Westfield State University’s Vice President for Administration and Finance Stephen Taksar responded to several questions from The Westfield News regarding how the University fared financially since the switch to remote learning in March 2020. Although the losses were significant, the University, unlike some smaller colleges and universities across the country, remains a solid institution that is ready for students to return and looks toward a future of growth with its new President Dr. Linda Thompson

Taksar said the 20-21 school year continued to be rough, with fewer students because of the pandemic, which took a financial toll.

“Full-time day school enrollment decreased by 444 students, or 11% over the prior fiscal year,” he said. “The approximate revenue loss of tuition and mandatory fee revenue was $4.9 million, and the loss of room and board revenue is estimated to be $12.5 million.”

When students did return to campus last fall, the University was diligent in its efforts to ensure the health of staff and students and everyone was tested weekly, which also came at a cost.

“Testing costs to date amounted to $1,884,500,” said Taksar. “Of this amount, the University was reimbursed $373,325 through federal HEERF (Higher Education Emergency Relief Fund) funding and the Governor’s Emergency Education Relief (GEER) fund.”

Housing and meal plans were another area where the University took a hit.
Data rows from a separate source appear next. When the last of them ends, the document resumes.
mod config;
mod key_cmd;
mod node_cmds;
mod plan_cmds;
mod serve_cmd;

use clap::{Parser, Subcommand};

use trellis_db::pool;

use config::TrellisConfig;

#[derive(Parser)]
#[command(name = "trellis", about = "Idea-to-execution plan engine")]
struct Cli {
    /// Database URL (overrides TRELLIS_DATABASE_URL env var)
    #[arg(long, global = true)]
    database_url: Option<String>,

    /// Acting user ID (defaults to TRELLIS_USER env var, then "local")
    #[arg(long, global = true)]
    user: Option<String>,

    #[command(subcommand)]
    command: Commands,
}

#[derive(Subcommand)]
pub enum Commands {
    /// Write a trellis config file (no database required)
    Init {
        /// PostgreSQL connection URL
        #[arg(long, default_value = "postgresql://localhost:5432/trellis")]
        db_url: String,
        /// Overwrite existing config file
        #[arg(long)]
        force: bool,
    },
    /// Initialize the trellis database (requires config file or env vars)
    DbInit,
    /// Plan management
    Plan {
        #[command(subcommand)]
        command: PlanCommands,
    },
    /// Outcome editing
    Outcome {
        #[command(subcommand)]
        command: node_cmds::OutcomeCommands,
    },
    /// Deliverable editing
    Deliverable {
        #[command(subcommand)]
        command: node_cmds::DeliverableCommands,
    },
    /// Action editing
    Action {
        #[command(subcommand)]
        command: node_cmds::ActionCommands,
    },
    /// Integration and model key management
    Key {
        #[command(subcommand)]
        command: key_cmd::KeyCommands,
    },
    /// Serve the read-only integration API
    Serve {
        /// Bind address
        #[arg(long, default_value = "127.0.0.1")]
        bind: String,
        /// Port to listen on
        #[arg(long, default_value_t = 7315)]
        port: u16,
    },
}

#[derive(Subcommand)]
pub enum PlanCommands {
    /// Generate a new plan from a free-text idea
    New {
        /// The idea to turn into a plan
        idea: String,
        /// Path to a JSON file of research snippets to ground the plan
        #[arg(long)]
        research: Option<String>,
    },
    /// List your plans, newest first
    List,
    /// Show a plan's full hierarchy
    Show {
        /// Plan ID to show
        plan_id: String,
    },
    /// Show the next actionable step for a plan
    Next {
        /// Plan ID to resolve
        plan_id: String,
    },
    /// Revise a plan via the model
    Adjust {
        /// Plan ID to adjust
        plan_id: String,
        /// What to change
        instruction: String,
    },
    /// Show a plan's adjustment history, newest first
    History {
        /// Plan ID to show history for
        plan_id: String,
        /// Maximum number of events
        #[arg(long, default_value_t = 20)]
        limit: i64,
    },
    /// Delete a plan and everything under it
    Delete {
        /// Plan ID to delete
        plan_id: String,
    },
}

/// Resolve the acting user ID: flag > `TRELLIS_USER` env > "local".
fn resolve_user(flag: Option<String>) -> String {
    flag.or_else(|| std::env::var("TRELLIS_USER").ok())
        .unwrap_or_else(|| "local".to_string())
}

/// Execute the `trellis init` command: write config file.
fn cmd_init(db_url: &str, force: bool) -> anyhow::Result<()> {
    let path = config::config_path();

    if path.exists() && !force {
        anyhow::bail!(
            "config file already exists at {}\nUse --force to overwrite.",
            path.display()
        );
    }

    let cfg = config::ConfigFile {
        database: config::DatabaseSection {
            url: db_url.to_string(),
        },
        model: config::ModelSection::default(),
    };

    config::save_config(&cfg)?;

    println!("Config written to {}", path.display());
    println!("  database.url = {db_url}");
    println!("  model.command = {}", cfg.model.command);
    println!();
    println!("Next: run `trellis db-init` to create and migrate the database.");

    Ok(())
}

/// Execute the `trellis db-init` command: create database and run migrations.
async fn cmd_db_init(cli_db_url: Option<&str>) -> anyhow::Result<()> {
    let resolved = TrellisConfig::resolve(cli_db_url)?;

    println!("Initializing trellis database...");

    // 1. Create the database if it does not exist.
    pool::ensure_database_exists(&resolved.db_config).await?;

    // 2. Connect to the target database.
    let db_pool = pool::create_pool(&resolved.db_config).await?;

    // 3. Run migrations.
    pool::run_migrations(&db_pool).await?;

    // 4. Print success with table counts.
    let counts = pool::table_counts(&db_pool).await?;
    println!("Database ready. Tables:");
    for (table, count) in &counts {
        println!("  {table}: {count} rows");
    }

    // 5. Clean shutdown.
    db_pool.close().await;

    println!("trellis db-init complete.");
    Ok(())
}

#[tokio::main]
async fn main() -> anyhow::Result<()> {
    tracing_subscriber::fmt()
        .with_env_filter(
            tracing_subscriber::EnvFilter::try_from_default_env()
                .unwrap_or_else(|_| tracing_subscriber::EnvFilter::new("info")),
        )
        .init();

    let cli = Cli::parse();
    let user = resolve_user(cli.user.clone());

    match cli.command {
        Commands::Init { db_url, force } => {
            cmd_init(&db_url, force)?;
        }
        Commands::DbInit => {
            cmd_db_init(cli.database_url.as_deref()).await?;
        }
        Commands::Plan { command } => {
            let resolved = TrellisConfig::resolve(cli.database_url.as_deref())?;
            let db_pool = pool::create_pool(&resolved.db_config).await?;
            let result = plan_cmds::run_plan_command(command, &db_pool, &resolved.model, &user).await;
            db_pool.close().await;
            result?;
        }
        Commands::Outcome { command } => {
            let resolved = TrellisConfig::resolve(cli.database_url.as_deref())?;
            let db_pool = pool::create_pool(&resolved.db_config).await?;
            let result = node_cmds::run_outcome_command(command, &db_pool, &user).await;
            db_pool.close().await;
            result?;
        }
        Commands::Deliverable { command } => {
            let resolved = TrellisConfig::resolve(cli.database_url.as_deref())?;
            let db_pool = pool::create_pool(&resolved.db_config).await?;
            let result = node_cmds::run_deliverable_command(command, &db_pool, &user).await;
            db_pool.close().await;
            result?;
        }
        Commands::Action { command } => {
            let resolved = TrellisConfig::resolve(cli.database_url.as_deref())?;
            let db_pool = pool::create_pool(&resolved.db_config).await?;
            let result = node_cmds::run_action_command(command, &db_pool, &user).await;
            db_pool.close().await;
            result?;
        }
        Commands::Key { command } => {
            let resolved = TrellisConfig::resolve(cli.database_url.as_deref())?;
            let db_pool = pool::create_pool(&resolved.db_config).await?;
            let result = key_cmd::run_key_command(command, &db_pool, &user).await;
            db_pool.close().await;
            result?;
        }
        Commands::Serve { bind, port } => {
            let resolved = TrellisConfig::resolve(cli.database_url.as_deref())?;
            let db_pool = pool::create_pool(&resolved.db_config).await?;
            let result = serve_cmd::run_serve(db_pool.clone(), &bind, port).await;
            db_pool.close().await;
            result?;
        }
    }

    Ok(())
}

#[cfg(test)]
mod tests {
    use super::*;

    #[test]
    fn resolve_user_prefers_flag() {
        assert_eq!(resolve_user(Some("alice".to_string())), "alice");
    }

    #[test]
    fn resolve_user_defaults_to_local() {
        // TRELLIS_USER is not set in the test environment by default; the
        // flag path above covers the override.
        if std::env::var("TRELLIS_USER").is_err() {
            assert_eq!(resolve_user(None), "local");
        }
    }
}
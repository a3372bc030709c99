//! Database query functions for the `plans` table.

use anyhow::{Context, Result};
use chrono::{DateTime, Utc};
use sqlx::PgPool;
use uuid::Uuid;

use crate::models::{Plan, PlanStatus};

/// Insert a new plan shell. The subtree is populated later by the background
/// generation unit. Returns the inserted plan with server-generated defaults.
pub async fn insert_plan_shell(
    pool: &PgPool,
    user_id: &str,
    idea: &str,
    status: PlanStatus,
) -> Result<Plan> {
    let plan = sqlx::query_as::<_, Plan>(
        "INSERT INTO plans (user_id, idea, status) \
         VALUES ($1, $2, $3) \
         RETURNING *",
    )
    .bind(user_id)
    .bind(idea)
    .bind(status)
    .fetch_one(pool)
    .await
    .context("failed to insert plan")?;

    Ok(plan)
}

/// Fetch a plan by its ID.
pub async fn get_plan(pool: &PgPool, id: Uuid) -> Result<Option<Plan>> {
    let plan = sqlx::query_as::<_, Plan>("SELECT * FROM plans WHERE id = $1")
        .bind(id)
        .fetch_optional(pool)
        .await
        .context("failed to fetch plan")?;

    Ok(plan)
}

/// List a user's plans, newest first by `updated_at`, capped at `limit`.
pub async fn list_recent_plans(pool: &PgPool, user_id: &str, limit: i64) -> Result<Vec<Plan>> {
    let plans = sqlx::query_as::<_, Plan>(
        "SELECT * FROM plans WHERE user_id = $1 ORDER BY updated_at DESC LIMIT $2",
    )
    .bind(user_id)
    .bind(limit)
    .fetch_all(pool)
    .await
    .context("failed to list plans")?;

    Ok(plans)
}

/// Update the lifecycle status of a plan and bump `updated_at`.
pub async fn update_plan_status(pool: &PgPool, id: Uuid, status: PlanStatus) -> Result<()> {
    let result = sqlx::query("UPDATE plans SET status = $1, updated_at = now() WHERE id = $2")
        .bind(status)
        .bind(id)
        .execute(pool)
        .await
        .context("failed to update plan status")?;

    if result.rows_affected() == 0 {
        anyhow::bail!("plan {id} not found");
    }

    Ok(())
}

/// Record a failed generation/adjustment: status `error` plus the message.
pub async fn set_plan_error(pool: &PgPool, id: Uuid, message: &str) -> Result<()> {
    let result = sqlx::query(
        "UPDATE plans SET status = 'error', generation_error = $1, updated_at = now() \
         WHERE id = $2",
    )
    .bind(message)
    .bind(id)
    .execute(pool)
    .await
    .context("failed to record plan error")?;

    if result.rows_affected() == 0 {
        anyhow::bail!("plan {id} not found");
    }

    Ok(())
}

/// Attach research snippets (a JSON array) to a plan.
pub async fn set_plan_research(
    pool: &PgPool,
    id: Uuid,
    research: &serde_json::Value,
) -> Result<()> {
    sqlx::query("UPDATE plans SET research = $1, updated_at = now() WHERE id = $2")
        .bind(research)
        .bind(id)
        .execute(pool)
        .await
        .context("failed to set plan research")?;

    Ok(())
}

/// Patch the plan header after a full-tree replace: title, summary, status
/// `ready`, cleared error, `updated_at` set to the replace timestamp.
pub async fn patch_plan_after_replace(
    pool: &PgPool,
    id: Uuid,
    title: &str,
    summary: &str,
    at: DateTime<Utc>,
) -> Result<()> {
    let result = sqlx::query(
        "UPDATE plans \
         SET title = $1, summary = $2, status = 'ready', generation_error = NULL, updated_at = $3 \
         WHERE id = $4",
    )
    .bind(title)
    .bind(summary)
    .bind(at)
    .bind(id)
    .execute(pool)
    .await
    .context("failed to patch plan after replace")?;

    if result.rows_affected() == 0 {
        anyhow::bail!("plan {id} not found");
    }

    Ok(())
}

/// Bump a plan's `updated_at` to `at`. Called after every descendant
/// mutation so the plan timestamp dominates its subtree.
pub async fn touch_plan(pool: &PgPool, id: Uuid, at: DateTime<Utc>) -> Result<()> {
    sqlx::query("UPDATE plans SET updated_at = $1 WHERE id = $2")
        .bind(at)
        .bind(id)
        .execute(pool)
        .await
        .context("failed to touch plan")?;

    Ok(())
}

/// Delete the plan row itself. Descendants, threads, and audit events must
/// already be gone.
pub async fn delete_plan_row(pool: &PgPool, id: Uuid) -> Result<u64> {
    let result = sqlx::query("DELETE FROM plans WHERE id = $1")
        .bind(id)
        .execute(pool)
        .await
        .context("failed to delete plan")?;

    Ok(result.rows_affected())
}
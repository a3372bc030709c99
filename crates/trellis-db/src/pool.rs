use std::time::Duration;

use anyhow::{Context, Result};
use sqlx::postgres::PgPoolOptions;
use sqlx::{Executor, PgPool};
use tracing::info;

use crate::config::DbConfig;

/// Migrations embedded at compile time from `crates/trellis-db/migrations/`.
pub static MIGRATOR: sqlx::migrate::Migrator = sqlx::migrate!();

/// Create a connection pool with sensible defaults.
pub async fn create_pool(config: &DbConfig) -> Result<PgPool> {
    let pool = PgPoolOptions::new()
        .max_connections(5)
        .acquire_timeout(Duration::from_secs(10))
        .connect(&config.database_url)
        .await
        .with_context(|| format!("failed to connect to database at {}", config.database_url))?;
    Ok(pool)
}

/// Run all pending embedded migrations against the pool.
pub async fn run_migrations(pool: &PgPool) -> Result<()> {
    MIGRATOR
        .run(pool)
        .await
        .context("failed to run database migrations")?;

    info!("migrations applied successfully");
    Ok(())
}

/// Ensure the target database exists, creating it if necessary.
///
/// Connects to the `postgres` maintenance database and issues
/// `CREATE DATABASE <name>` when the target database is absent.
pub async fn ensure_database_exists(config: &DbConfig) -> Result<()> {
    let db_name = config
        .database_name()
        .context("could not determine database name from URL")?;

    let maintenance_url = config.maintenance_url();

    let maint_pool = PgPoolOptions::new()
        .max_connections(1)
        .acquire_timeout(Duration::from_secs(10))
        .connect(&maintenance_url)
        .await
        .with_context(|| {
            format!(
                "failed to connect to maintenance database at {}",
                maintenance_url
            )
        })?;

    // Check whether the database already exists.
    let exists: bool =
        sqlx::query_scalar("SELECT EXISTS(SELECT 1 FROM pg_database WHERE datname = $1)")
            .bind(db_name)
            .fetch_one(&maint_pool)
            .await
            .context("failed to query pg_database")?;

    if exists {
        info!(db = db_name, "database already exists");
    } else {
        // Database names cannot be parameterised in CREATE DATABASE, so we
        // validate the name to avoid SQL injection, then use string formatting.
        if !db_name
            .chars()
            .all(|c| c.is_ascii_alphanumeric() || c == '_')
        {
            anyhow::bail!("database name {:?} contains invalid characters", db_name);
        }
        let stmt = format!("CREATE DATABASE {db_name}");
        maint_pool
            .execute(stmt.as_str())
            .await
            .with_context(|| format!("failed to create database {db_name}"))?;
        info!(db = db_name, "database created");
    }

    maint_pool.close().await;
    Ok(())
}

/// Return the row count for every user-defined table in the `public` schema.
///
/// Useful for the `trellis db-init` success message.
pub async fn table_counts(pool: &PgPool) -> Result<Vec<(String, i64)>> {
    // Query information_schema for all tables, then count each one.
    let tables: Vec<(String,)> = sqlx::query_as(
        "SELECT tablename::text \
         FROM pg_tables \
         WHERE schemaname = 'public' \
         ORDER BY tablename",
    )
    .fetch_all(pool)
    .await
    .context("failed to list tables")?;

    let mut counts = Vec::with_capacity(tables.len());
    for (table_name,) in &tables {
        // Table names come from pg_tables so they are safe identifiers.
        let query = format!("SELECT COUNT(*) FROM {table_name}");
        let count: (i64,) = sqlx::query_as(&query)
            .fetch_one(pool)
            .await
            .with_context(|| format!("failed to count rows in {table_name}"))?;
        counts.push((table_name.clone(), count.0));
    }
    Ok(counts)
}
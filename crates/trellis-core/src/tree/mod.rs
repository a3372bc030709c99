//! Tree mutation operations: add, update, delete, and status changes for
//! outcomes, deliverables, and actions.
//!
//! Every operation verifies the caller's ownership chain first, re-fetching
//! current state at the point of mutation, and finishes by bumping the
//! plan's `updated_at` so the plan timestamp always dominates its subtree.
//! The cascade walks (subtree delete, force-done) are written once,
//! parameterized by [`NodeLevel`], instead of once per level.

pub mod order;

use std::future::Future;
use std::pin::Pin;

use chrono::{DateTime, Utc};
use sqlx::PgPool;
use uuid::Uuid;

use trellis_db::models::{Action, Deliverable, NodeStatus, Outcome};
use trellis_db::queries::nodes::{self, NodeLevel};
use trellis_db::queries::{adjustments, plans, threads};

use crate::error::{EngineError, EngineResult};
use crate::ownership;

// ---------------------------------------------------------------------------
// Cascade walks
// ---------------------------------------------------------------------------

/// Delete the node and everything under it, children before parents.
///
/// Sibling compaction is the caller's job; this only clears the subtree.
pub(crate) fn delete_subtree<'a>(
    pool: &'a PgPool,
    level: NodeLevel,
    node_id: Uuid,
) -> Pin<Box<dyn Future<Output = EngineResult<u64>> + Send + 'a>> {
    Box::pin(async move {
        let mut deleted = 0;
        if let Some(child) = level.child() {
            for child_id in nodes::child_ids(pool, child, node_id).await? {
                deleted += delete_subtree(pool, child, child_id).await?;
            }
        }
        deleted += nodes::delete_node(pool, level, node_id).await?;
        Ok(deleted)
    })
}

/// Force every non-done descendant of `node_id` to `done` with a shared
/// timestamp. A bounded write burst proportional to the subtree size.
async fn cascade_force_done(
    pool: &PgPool,
    level: NodeLevel,
    node_id: Uuid,
    at: DateTime<Utc>,
) -> EngineResult<u64> {
    let mut touched = 0;
    let mut frontier = vec![(level, node_id)];
    while let Some((lvl, id)) = frontier.pop() {
        if let Some(child) = lvl.child() {
            touched += nodes::force_done_children(pool, child, id, at).await?;
            for child_id in nodes::child_ids(pool, child, id).await? {
                frontier.push((child, child_id));
            }
        }
    }
    Ok(touched)
}

// ---------------------------------------------------------------------------
// Add
// ---------------------------------------------------------------------------

/// Append a new outcome to a plan.
pub async fn add_outcome(
    pool: &PgPool,
    user_id: &str,
    plan_id: Uuid,
    title: &str,
    summary: &str,
) -> EngineResult<Outcome> {
    let plan = ownership::verify_plan(pool, plan_id, user_id).await?;

    let at = Utc::now();
    let ord = order::next_ord(pool, NodeLevel::Outcome, plan.id).await?;
    let outcome =
        nodes::insert_outcome(pool, plan.id, title, summary, NodeStatus::Todo, ord, at).await?;
    plans::touch_plan(pool, plan.id, at).await?;

    Ok(outcome)
}

/// Append a new deliverable to an outcome.
pub async fn add_deliverable(
    pool: &PgPool,
    user_id: &str,
    outcome_id: Uuid,
    title: &str,
    done_when: &str,
    notes: Option<&str>,
) -> EngineResult<Deliverable> {
    let chain = ownership::verify_outcome(pool, outcome_id, user_id).await?;

    let at = Utc::now();
    let ord = order::next_ord(pool, NodeLevel::Deliverable, chain.outcome.id).await?;
    let deliverable = nodes::insert_deliverable(
        pool,
        chain.outcome.id,
        title,
        done_when,
        notes,
        NodeStatus::Todo,
        ord,
        at,
    )
    .await?;
    plans::touch_plan(pool, chain.plan.id, at).await?;

    Ok(deliverable)
}

/// Append a new action to a deliverable.
pub async fn add_action(
    pool: &PgPool,
    user_id: &str,
    deliverable_id: Uuid,
    title: &str,
) -> EngineResult<Action> {
    let chain = ownership::verify_deliverable(pool, deliverable_id, user_id).await?;

    let at = Utc::now();
    let ord = order::next_ord(pool, NodeLevel::Action, chain.deliverable.id).await?;
    let action =
        nodes::insert_action(pool, chain.deliverable.id, title, NodeStatus::Todo, ord, at).await?;
    plans::touch_plan(pool, chain.plan.id, at).await?;

    Ok(action)
}

// ---------------------------------------------------------------------------
// Update
// ---------------------------------------------------------------------------

/// Update an outcome's fields. `None` keeps the current value.
pub async fn update_outcome(
    pool: &PgPool,
    user_id: &str,
    outcome_id: Uuid,
    title: Option<&str>,
    summary: Option<&str>,
) -> EngineResult<()> {
    let chain = ownership::verify_outcome(pool, outcome_id, user_id).await?;

    let at = Utc::now();
    let rows = nodes::update_outcome(
        pool,
        chain.outcome.id,
        title.unwrap_or(&chain.outcome.title),
        summary.unwrap_or(&chain.outcome.summary),
        at,
    )
    .await?;
    if rows == 0 {
        return Err(EngineError::OutcomeNotFound(outcome_id));
    }
    plans::touch_plan(pool, chain.plan.id, at).await?;

    Ok(())
}

/// Update a deliverable's fields. `None` keeps the current value.
pub async fn update_deliverable(
    pool: &PgPool,
    user_id: &str,
    deliverable_id: Uuid,
    title: Option<&str>,
    done_when: Option<&str>,
    notes: Option<&str>,
) -> EngineResult<()> {
    let chain = ownership::verify_deliverable(pool, deliverable_id, user_id).await?;

    let at = Utc::now();
    let rows = nodes::update_deliverable(
        pool,
        chain.deliverable.id,
        title.unwrap_or(&chain.deliverable.title),
        done_when.unwrap_or(&chain.deliverable.done_when),
        notes.or(chain.deliverable.notes.as_deref()),
        at,
    )
    .await?;
    if rows == 0 {
        return Err(EngineError::DeliverableNotFound(deliverable_id));
    }
    plans::touch_plan(pool, chain.plan.id, at).await?;

    Ok(())
}

/// Update an action's title.
pub async fn update_action(
    pool: &PgPool,
    user_id: &str,
    action_id: Uuid,
    title: &str,
) -> EngineResult<()> {
    let chain = ownership::verify_action(pool, action_id, user_id).await?;

    let at = Utc::now();
    let rows = nodes::update_action(pool, chain.action.id, title, at).await?;
    if rows == 0 {
        return Err(EngineError::ActionNotFound(action_id));
    }
    plans::touch_plan(pool, chain.plan.id, at).await?;

    Ok(())
}

// ---------------------------------------------------------------------------
// Status
// ---------------------------------------------------------------------------

/// Set an outcome's status. `done` force-completes every descendant with
/// the same timestamp.
pub async fn set_outcome_status(
    pool: &PgPool,
    user_id: &str,
    outcome_id: Uuid,
    status: NodeStatus,
) -> EngineResult<()> {
    let chain = ownership::verify_outcome(pool, outcome_id, user_id).await?;

    let at = Utc::now();
    let rows = nodes::set_node_status(pool, NodeLevel::Outcome, chain.outcome.id, status, at).await?;
    if rows == 0 {
        return Err(EngineError::OutcomeNotFound(outcome_id));
    }
    if status == NodeStatus::Done {
        cascade_force_done(pool, NodeLevel::Outcome, chain.outcome.id, at).await?;
    }
    plans::touch_plan(pool, chain.plan.id, at).await?;

    Ok(())
}

/// Set a deliverable's status. `done` force-completes its actions.
pub async fn set_deliverable_status(
    pool: &PgPool,
    user_id: &str,
    deliverable_id: Uuid,
    status: NodeStatus,
) -> EngineResult<()> {
    let chain = ownership::verify_deliverable(pool, deliverable_id, user_id).await?;

    let at = Utc::now();
    let rows =
        nodes::set_node_status(pool, NodeLevel::Deliverable, chain.deliverable.id, status, at)
            .await?;
    if rows == 0 {
        return Err(EngineError::DeliverableNotFound(deliverable_id));
    }
    if status == NodeStatus::Done {
        cascade_force_done(pool, NodeLevel::Deliverable, chain.deliverable.id, at).await?;
    }
    plans::touch_plan(pool, chain.plan.id, at).await?;

    Ok(())
}

/// Set an action's status.
pub async fn set_action_status(
    pool: &PgPool,
    user_id: &str,
    action_id: Uuid,
    status: NodeStatus,
) -> EngineResult<()> {
    let chain = ownership::verify_action(pool, action_id, user_id).await?;

    let at = Utc::now();
    let rows = nodes::set_node_status(pool, NodeLevel::Action, chain.action.id, status, at).await?;
    if rows == 0 {
        return Err(EngineError::ActionNotFound(action_id));
    }
    plans::touch_plan(pool, chain.plan.id, at).await?;

    Ok(())
}

// ---------------------------------------------------------------------------
// Delete
// ---------------------------------------------------------------------------

/// Delete an outcome and its whole subtree, then compact the plan's
/// remaining outcomes.
pub async fn delete_outcome(pool: &PgPool, user_id: &str, outcome_id: Uuid) -> EngineResult<()> {
    let chain = ownership::verify_outcome(pool, outcome_id, user_id).await?;

    let at = Utc::now();
    delete_subtree(pool, NodeLevel::Outcome, chain.outcome.id).await?;
    order::compact(pool, NodeLevel::Outcome, chain.plan.id, at).await?;
    plans::touch_plan(pool, chain.plan.id, at).await?;

    Ok(())
}

/// Delete a deliverable and its actions, then compact the outcome's
/// remaining deliverables.
pub async fn delete_deliverable(
    pool: &PgPool,
    user_id: &str,
    deliverable_id: Uuid,
) -> EngineResult<()> {
    let chain = ownership::verify_deliverable(pool, deliverable_id, user_id).await?;

    let at = Utc::now();
    delete_subtree(pool, NodeLevel::Deliverable, chain.deliverable.id).await?;
    order::compact(pool, NodeLevel::Deliverable, chain.outcome.id, at).await?;
    plans::touch_plan(pool, chain.plan.id, at).await?;

    Ok(())
}

/// Delete an action, then compact the deliverable's remaining actions.
pub async fn delete_action(pool: &PgPool, user_id: &str, action_id: Uuid) -> EngineResult<()> {
    let chain = ownership::verify_action(pool, action_id, user_id).await?;

    let at = Utc::now();
    delete_subtree(pool, NodeLevel::Action, chain.action.id).await?;
    order::compact(pool, NodeLevel::Action, chain.deliverable.id, at).await?;
    plans::touch_plan(pool, chain.plan.id, at).await?;

    Ok(())
}

/// Delete a plan and everything attached to it: the full subtree
/// (children before parents), its conversation thread, and its adjustment
/// history. No soft-delete.
pub async fn delete_plan(pool: &PgPool, user_id: &str, plan_id: Uuid) -> EngineResult<()> {
    let plan = ownership::verify_plan(pool, plan_id, user_id).await?;

    for outcome_id in nodes::child_ids(pool, NodeLevel::Outcome, plan.id).await? {
        delete_subtree(pool, NodeLevel::Outcome, outcome_id).await?;
    }
    threads::delete_thread(pool, plan.id).await?;
    adjustments::delete_events_for_plan(pool, plan.id).await?;
    let rows = plans::delete_plan_row(pool, plan.id).await?;
    if rows == 0 {
        return Err(EngineError::PlanNotFound(plan_id));
    }

    tracing::info!(plan_id = %plan.id, "plan deleted");
    Ok(())
}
Once the campus closed last spring, the University did its best to assist students and their families by crediting them for housing and meal plans. Taksar said the total credits processed equaled $6.2 million.

The revenue loss continued in many areas.

“The University lost revenue in many categories, including fitness center fees, parking fees, commissions, fundraising and summer program revenue,” Taksar said.

Taksar said like everyone else, the University had to tighten its belt.

“The University has instituted many cost-saving measures, such as a freeze on spending and holding positions vacant,” he said. “The University is also exploring using federal HEERF funds to back-fill some of the lost revenue as well.”

With the rescinding of COVID-19 orders across the state and the June 15 expiration of the state of emergency, the University administrators plan a return to “normal” in the fall.

“The majority of courses will return to on-ground, in-person format. The university will examine online options as needed to meet student demand,” Taksar said.

Summer session classes have already begun and the opening day for the 2021-2022 school year is Sept. 1.